### Brief:
Starting with the line containing "no further effect." and going on through the line containing "#[derive(Debug, Clone)]", return the lines of the data below exactly, and only those.

### Records provided:
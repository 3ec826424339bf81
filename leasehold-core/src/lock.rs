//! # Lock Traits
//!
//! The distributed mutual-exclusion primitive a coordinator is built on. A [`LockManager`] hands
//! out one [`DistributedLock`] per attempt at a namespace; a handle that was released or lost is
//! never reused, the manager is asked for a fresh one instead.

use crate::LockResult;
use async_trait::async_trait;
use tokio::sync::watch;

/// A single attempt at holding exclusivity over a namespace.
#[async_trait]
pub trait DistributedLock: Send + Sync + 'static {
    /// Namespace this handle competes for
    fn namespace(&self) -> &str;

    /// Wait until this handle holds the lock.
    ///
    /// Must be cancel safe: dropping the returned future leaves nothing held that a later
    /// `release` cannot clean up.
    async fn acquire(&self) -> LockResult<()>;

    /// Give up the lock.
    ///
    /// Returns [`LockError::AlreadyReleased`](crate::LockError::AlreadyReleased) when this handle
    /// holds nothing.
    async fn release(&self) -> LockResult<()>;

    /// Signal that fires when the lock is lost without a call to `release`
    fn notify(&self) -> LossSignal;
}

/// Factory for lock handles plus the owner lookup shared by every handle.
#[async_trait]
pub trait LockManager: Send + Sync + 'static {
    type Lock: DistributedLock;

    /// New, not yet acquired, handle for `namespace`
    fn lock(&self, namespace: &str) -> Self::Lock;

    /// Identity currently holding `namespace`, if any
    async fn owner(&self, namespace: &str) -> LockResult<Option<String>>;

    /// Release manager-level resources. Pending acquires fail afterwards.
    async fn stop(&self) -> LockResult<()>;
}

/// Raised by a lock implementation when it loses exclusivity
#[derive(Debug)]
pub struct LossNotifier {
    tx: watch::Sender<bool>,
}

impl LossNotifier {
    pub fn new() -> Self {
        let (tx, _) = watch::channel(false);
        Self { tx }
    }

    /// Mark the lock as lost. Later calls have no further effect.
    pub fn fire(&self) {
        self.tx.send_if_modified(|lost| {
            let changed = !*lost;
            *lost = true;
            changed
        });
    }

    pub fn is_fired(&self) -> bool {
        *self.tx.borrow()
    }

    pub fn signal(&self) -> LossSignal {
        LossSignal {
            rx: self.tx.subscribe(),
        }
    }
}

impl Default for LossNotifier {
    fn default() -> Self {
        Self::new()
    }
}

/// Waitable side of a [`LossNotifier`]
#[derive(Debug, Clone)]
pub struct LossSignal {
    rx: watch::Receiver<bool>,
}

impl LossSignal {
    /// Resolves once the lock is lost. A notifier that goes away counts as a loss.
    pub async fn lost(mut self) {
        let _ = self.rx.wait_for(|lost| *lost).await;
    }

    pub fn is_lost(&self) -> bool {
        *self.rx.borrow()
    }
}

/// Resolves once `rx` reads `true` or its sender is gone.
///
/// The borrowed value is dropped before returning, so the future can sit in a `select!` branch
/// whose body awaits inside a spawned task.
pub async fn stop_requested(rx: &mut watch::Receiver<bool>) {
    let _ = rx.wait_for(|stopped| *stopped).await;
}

---

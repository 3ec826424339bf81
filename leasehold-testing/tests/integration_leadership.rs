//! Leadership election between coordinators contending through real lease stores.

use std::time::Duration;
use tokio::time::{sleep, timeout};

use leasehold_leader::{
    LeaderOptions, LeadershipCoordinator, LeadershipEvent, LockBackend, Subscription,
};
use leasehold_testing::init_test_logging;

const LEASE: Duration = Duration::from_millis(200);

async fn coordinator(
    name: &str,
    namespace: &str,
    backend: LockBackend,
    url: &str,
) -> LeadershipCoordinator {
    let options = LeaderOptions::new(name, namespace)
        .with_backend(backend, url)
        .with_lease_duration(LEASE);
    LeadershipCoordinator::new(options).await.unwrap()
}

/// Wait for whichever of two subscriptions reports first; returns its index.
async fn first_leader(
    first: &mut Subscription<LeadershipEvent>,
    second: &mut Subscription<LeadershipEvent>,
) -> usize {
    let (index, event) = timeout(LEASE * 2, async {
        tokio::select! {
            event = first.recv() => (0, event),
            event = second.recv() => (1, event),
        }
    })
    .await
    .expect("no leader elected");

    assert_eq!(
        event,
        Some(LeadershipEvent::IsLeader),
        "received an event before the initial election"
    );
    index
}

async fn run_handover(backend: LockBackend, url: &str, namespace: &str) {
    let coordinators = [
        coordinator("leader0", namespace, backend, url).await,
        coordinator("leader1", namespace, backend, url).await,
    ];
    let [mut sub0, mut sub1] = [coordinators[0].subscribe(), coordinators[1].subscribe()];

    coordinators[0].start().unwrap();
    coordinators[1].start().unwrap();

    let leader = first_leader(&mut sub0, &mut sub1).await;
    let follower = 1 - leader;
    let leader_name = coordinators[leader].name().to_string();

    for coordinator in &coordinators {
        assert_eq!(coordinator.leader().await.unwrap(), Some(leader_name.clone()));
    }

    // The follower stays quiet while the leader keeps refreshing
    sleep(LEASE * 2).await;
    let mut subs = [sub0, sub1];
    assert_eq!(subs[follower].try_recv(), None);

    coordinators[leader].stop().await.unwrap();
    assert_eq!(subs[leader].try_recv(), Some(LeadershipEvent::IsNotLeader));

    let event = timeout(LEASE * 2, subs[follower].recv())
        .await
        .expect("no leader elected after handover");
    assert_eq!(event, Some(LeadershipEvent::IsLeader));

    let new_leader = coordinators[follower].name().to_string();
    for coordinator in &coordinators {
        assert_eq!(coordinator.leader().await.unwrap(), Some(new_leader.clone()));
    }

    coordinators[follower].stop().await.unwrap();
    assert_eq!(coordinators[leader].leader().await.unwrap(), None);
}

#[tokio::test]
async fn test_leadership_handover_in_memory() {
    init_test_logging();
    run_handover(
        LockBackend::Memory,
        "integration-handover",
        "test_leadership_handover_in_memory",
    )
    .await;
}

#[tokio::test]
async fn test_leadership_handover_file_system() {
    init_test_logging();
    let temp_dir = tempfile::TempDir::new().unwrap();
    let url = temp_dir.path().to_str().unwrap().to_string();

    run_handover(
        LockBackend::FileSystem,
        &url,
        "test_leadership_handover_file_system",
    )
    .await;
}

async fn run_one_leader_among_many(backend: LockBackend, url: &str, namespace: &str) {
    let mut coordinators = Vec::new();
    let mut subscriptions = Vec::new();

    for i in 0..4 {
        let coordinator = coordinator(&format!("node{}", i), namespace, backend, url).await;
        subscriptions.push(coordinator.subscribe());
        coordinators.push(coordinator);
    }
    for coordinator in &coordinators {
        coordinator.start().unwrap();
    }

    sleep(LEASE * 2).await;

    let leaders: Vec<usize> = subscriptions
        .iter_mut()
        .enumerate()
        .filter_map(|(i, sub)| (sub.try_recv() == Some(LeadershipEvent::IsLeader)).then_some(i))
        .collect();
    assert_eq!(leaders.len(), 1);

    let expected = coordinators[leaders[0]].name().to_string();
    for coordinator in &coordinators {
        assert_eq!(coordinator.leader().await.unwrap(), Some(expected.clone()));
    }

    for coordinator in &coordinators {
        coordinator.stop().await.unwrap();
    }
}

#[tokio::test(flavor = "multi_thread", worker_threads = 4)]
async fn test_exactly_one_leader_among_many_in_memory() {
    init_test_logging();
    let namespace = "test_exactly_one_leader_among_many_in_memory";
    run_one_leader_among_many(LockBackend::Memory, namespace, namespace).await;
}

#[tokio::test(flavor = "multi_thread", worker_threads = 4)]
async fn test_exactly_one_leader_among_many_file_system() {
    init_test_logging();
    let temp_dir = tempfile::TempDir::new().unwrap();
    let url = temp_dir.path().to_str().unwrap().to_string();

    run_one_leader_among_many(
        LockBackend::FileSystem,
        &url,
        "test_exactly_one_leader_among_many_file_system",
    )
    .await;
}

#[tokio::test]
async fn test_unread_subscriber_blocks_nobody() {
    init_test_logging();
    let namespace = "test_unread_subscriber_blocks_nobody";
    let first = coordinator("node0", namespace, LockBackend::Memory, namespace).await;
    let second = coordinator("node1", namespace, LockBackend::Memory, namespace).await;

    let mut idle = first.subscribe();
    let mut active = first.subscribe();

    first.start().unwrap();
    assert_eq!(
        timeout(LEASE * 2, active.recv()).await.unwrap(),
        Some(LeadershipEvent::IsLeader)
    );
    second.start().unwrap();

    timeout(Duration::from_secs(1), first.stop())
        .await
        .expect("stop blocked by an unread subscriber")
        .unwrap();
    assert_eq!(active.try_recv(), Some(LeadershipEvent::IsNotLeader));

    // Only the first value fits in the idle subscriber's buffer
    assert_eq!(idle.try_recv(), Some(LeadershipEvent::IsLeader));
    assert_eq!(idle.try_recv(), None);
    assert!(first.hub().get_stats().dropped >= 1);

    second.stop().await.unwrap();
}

...

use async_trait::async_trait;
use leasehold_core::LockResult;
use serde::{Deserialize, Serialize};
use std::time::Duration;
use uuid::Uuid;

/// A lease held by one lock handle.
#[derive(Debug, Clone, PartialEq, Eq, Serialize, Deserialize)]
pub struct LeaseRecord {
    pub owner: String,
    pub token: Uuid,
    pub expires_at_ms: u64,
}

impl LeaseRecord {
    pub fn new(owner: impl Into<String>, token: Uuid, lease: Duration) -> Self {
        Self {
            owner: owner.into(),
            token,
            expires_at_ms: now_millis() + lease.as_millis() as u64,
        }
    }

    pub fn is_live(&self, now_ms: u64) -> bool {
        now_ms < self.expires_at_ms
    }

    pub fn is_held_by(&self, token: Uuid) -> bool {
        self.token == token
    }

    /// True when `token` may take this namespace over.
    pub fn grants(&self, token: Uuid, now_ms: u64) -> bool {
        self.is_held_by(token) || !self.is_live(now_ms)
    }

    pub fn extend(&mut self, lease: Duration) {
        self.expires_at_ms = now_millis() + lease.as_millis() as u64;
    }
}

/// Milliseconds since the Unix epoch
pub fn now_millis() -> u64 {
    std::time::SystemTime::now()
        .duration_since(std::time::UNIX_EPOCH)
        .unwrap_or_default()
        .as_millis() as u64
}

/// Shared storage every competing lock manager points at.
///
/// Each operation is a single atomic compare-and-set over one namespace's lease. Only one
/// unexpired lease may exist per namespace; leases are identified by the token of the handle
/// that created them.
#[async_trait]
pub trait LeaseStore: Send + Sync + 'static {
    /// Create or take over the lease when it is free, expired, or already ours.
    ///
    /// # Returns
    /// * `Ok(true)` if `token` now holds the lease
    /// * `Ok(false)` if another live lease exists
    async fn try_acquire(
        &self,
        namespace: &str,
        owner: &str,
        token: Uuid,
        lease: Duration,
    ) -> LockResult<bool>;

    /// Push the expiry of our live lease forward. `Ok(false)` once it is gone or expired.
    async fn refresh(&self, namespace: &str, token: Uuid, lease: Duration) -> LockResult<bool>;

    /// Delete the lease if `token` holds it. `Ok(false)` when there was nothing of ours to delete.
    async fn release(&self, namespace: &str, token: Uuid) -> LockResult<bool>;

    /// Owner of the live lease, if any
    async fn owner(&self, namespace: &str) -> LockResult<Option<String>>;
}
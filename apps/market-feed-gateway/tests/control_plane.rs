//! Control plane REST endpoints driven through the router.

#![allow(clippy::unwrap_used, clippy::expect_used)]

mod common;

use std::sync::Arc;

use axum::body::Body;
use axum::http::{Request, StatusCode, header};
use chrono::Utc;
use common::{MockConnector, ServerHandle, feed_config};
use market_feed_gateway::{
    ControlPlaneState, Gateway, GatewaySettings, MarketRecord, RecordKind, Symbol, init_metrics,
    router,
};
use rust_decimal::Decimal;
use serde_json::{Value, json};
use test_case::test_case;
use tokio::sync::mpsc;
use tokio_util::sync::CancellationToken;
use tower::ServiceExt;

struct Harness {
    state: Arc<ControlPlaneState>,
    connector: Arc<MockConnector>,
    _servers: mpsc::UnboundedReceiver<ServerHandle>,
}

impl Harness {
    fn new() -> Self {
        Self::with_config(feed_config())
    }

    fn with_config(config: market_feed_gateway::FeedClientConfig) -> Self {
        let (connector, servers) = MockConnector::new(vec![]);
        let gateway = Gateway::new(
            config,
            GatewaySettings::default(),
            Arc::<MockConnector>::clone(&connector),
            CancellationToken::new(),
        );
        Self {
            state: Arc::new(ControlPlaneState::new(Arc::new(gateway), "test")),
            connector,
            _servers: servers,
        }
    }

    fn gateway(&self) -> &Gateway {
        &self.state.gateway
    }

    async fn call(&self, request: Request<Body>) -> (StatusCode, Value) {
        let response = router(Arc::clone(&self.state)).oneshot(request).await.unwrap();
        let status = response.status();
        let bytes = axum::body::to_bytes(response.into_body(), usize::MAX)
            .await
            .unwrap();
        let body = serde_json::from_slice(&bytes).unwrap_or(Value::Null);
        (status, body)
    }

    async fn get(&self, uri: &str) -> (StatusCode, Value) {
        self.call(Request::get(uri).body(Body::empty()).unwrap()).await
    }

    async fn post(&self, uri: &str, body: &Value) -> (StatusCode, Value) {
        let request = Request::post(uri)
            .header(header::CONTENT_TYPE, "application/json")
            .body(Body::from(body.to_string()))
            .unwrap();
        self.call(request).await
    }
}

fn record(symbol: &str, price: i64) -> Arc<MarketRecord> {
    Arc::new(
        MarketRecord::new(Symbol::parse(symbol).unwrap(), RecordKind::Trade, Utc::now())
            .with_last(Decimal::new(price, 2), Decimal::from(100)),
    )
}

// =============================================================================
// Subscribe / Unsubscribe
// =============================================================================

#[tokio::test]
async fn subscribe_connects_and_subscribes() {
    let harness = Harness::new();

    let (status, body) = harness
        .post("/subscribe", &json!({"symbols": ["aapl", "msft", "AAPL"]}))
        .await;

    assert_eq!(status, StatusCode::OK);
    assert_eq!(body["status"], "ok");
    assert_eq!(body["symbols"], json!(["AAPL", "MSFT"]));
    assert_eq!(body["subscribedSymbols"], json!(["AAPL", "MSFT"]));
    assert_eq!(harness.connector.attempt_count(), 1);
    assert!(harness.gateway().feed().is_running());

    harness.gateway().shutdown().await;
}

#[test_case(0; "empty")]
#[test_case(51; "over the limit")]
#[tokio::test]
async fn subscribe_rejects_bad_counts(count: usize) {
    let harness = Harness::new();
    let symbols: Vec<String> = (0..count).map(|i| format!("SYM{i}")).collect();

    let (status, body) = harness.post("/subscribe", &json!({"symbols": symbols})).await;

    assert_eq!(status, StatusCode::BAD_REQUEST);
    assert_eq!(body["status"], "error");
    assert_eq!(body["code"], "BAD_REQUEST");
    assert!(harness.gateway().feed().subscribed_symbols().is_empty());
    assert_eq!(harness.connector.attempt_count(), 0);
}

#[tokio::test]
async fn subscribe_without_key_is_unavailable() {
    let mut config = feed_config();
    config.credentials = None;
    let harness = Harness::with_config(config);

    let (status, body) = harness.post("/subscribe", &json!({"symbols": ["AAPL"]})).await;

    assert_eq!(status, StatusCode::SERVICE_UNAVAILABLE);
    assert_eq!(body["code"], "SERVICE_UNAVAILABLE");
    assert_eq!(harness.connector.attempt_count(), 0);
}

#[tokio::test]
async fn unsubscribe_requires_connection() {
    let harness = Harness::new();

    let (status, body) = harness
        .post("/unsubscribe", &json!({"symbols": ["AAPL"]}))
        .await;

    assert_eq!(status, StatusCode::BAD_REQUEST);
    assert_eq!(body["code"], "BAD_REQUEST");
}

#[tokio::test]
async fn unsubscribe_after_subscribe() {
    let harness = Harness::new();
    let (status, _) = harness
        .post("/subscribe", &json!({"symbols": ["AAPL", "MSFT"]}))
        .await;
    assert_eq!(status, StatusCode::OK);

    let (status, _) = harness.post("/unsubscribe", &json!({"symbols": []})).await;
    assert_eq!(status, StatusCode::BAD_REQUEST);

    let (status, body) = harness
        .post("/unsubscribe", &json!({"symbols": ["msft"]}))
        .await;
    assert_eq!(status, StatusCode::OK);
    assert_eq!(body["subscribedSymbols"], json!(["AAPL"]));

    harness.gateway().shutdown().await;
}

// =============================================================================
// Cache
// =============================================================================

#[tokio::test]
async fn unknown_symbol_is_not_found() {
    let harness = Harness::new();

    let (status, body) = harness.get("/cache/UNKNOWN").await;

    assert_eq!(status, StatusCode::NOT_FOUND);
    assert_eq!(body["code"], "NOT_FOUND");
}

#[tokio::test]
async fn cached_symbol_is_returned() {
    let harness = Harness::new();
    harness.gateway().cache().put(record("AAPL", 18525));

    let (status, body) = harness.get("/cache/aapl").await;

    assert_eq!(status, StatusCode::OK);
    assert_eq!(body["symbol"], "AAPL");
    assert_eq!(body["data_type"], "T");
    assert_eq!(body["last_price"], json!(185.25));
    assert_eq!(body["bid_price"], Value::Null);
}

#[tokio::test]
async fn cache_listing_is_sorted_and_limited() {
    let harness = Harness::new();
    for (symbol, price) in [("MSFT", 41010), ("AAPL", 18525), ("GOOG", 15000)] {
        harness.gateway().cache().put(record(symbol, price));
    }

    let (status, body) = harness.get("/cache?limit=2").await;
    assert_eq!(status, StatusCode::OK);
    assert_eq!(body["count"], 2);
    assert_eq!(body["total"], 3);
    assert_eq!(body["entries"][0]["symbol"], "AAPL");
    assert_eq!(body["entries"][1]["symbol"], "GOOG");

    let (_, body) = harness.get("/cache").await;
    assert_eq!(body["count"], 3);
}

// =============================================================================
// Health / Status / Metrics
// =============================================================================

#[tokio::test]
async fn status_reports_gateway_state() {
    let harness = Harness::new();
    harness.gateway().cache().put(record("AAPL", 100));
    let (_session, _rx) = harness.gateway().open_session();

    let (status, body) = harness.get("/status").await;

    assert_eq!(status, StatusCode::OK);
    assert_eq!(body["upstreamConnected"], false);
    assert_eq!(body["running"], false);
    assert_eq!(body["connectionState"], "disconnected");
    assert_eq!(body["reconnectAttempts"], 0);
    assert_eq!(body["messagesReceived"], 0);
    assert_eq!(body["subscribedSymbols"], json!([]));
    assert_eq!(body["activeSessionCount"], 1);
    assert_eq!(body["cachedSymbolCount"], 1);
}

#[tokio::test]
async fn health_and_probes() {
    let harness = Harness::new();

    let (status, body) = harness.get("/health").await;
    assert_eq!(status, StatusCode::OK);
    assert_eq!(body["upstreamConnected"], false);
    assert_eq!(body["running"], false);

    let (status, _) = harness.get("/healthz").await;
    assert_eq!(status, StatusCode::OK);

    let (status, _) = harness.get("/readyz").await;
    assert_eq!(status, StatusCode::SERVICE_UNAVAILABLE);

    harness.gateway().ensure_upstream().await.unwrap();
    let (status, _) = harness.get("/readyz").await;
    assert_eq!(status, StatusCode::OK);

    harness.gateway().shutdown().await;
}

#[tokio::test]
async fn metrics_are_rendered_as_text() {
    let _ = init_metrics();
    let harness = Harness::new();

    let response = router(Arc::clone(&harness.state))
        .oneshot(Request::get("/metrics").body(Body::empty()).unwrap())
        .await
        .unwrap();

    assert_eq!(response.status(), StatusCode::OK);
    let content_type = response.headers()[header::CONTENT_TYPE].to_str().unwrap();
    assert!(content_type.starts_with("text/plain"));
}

### Solution to this exercise:
    /// Mark the lock as lost. Later calls have no further effect.
    pub fn fire(&self) {
        self.tx.send_if_modified(|lost| {
            let changed = !*lost;
            *lost = true;
            changed
        });
    }

    pub fn is_fired(&self) -> bool {
        *self.tx.borrow()
    }

    pub fn signal(&self) -> LossSignal {
        LossSignal {
            rx: self.tx.subscribe(),
        }
    }
}

impl Default for LossNotifier {
    fn default() -> Self {
        Self::new()
    }
}

/// Waitable side of a [`LossNotifier`]
#[derive(Debug, Clone)]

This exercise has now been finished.